> What you will do: Check each line below for "info" and report how many have it, nothing else.

╭─ Input data

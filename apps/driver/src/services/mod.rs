pub mod docker;
pub mod license;
pub mod runner;
pub mod version;
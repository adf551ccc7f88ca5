use crate::error::Result;
use crate::handlers::pipeline::PipelineContext;
use crate::models::environment::Environment;
use tracing::info;

/// Asks for the `sudo` password now, so that no prompt shows up halfway through the run.
///
/// # Errors
/// Returns an error if `sudo` cannot be run or the authentication fails.
pub fn cache_privileges(ctx: &PipelineContext<'_>) -> Result<()> {
    println!("🔐 Caching sudo credentials...");
    ctx.runner.run(&ctx.command("sudo").arg("true"), &ctx.env)
}

/// Deletes and recreates the virtualenv, then installs the development dependencies.
///
/// # Result
/// Returns the environment later stages run in: the virtualenv's `bin` leads `PATH`
/// and `VIRTUAL_ENV` points at it.
///
/// # Errors
/// Returns an error if the old tree cannot be removed or `virtualenv`/`pip` fail.
pub fn recreate_virtualenv(ctx: &PipelineContext<'_>) -> Result<Environment> {
    let venv = ctx.root().join(&ctx.settings.virtualenv.path);
    let bin = venv.join(if cfg!(windows) { "Scripts" } else { "bin" });

    println!("🐍 Recreating virtualenv at {}...", venv.display());
    ctx.runner.remove_dir_all(&venv)?;

    let create = ctx
        .command("virtualenv")
        .arg(format!("--python={}", ctx.settings.virtualenv.python))
        .arg(venv.display().to_string());
    ctx.runner.run(&create, &ctx.env)?;

    let pip = bin.join("pip");
    let install = ctx
        .command(pip.display().to_string())
        .arg("install")
        .args(ctx.settings.virtualenv.install.iter().cloned());
    ctx.runner.run(&install, &ctx.env)?;

    info!(path = %venv.display(), "Virtualenv ready");
    let env = ctx.env.with_path_prefix(&bin)?;
    Ok(env.with_var("VIRTUAL_ENV", venv.as_os_str()))
}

╰─

> Task answer: 2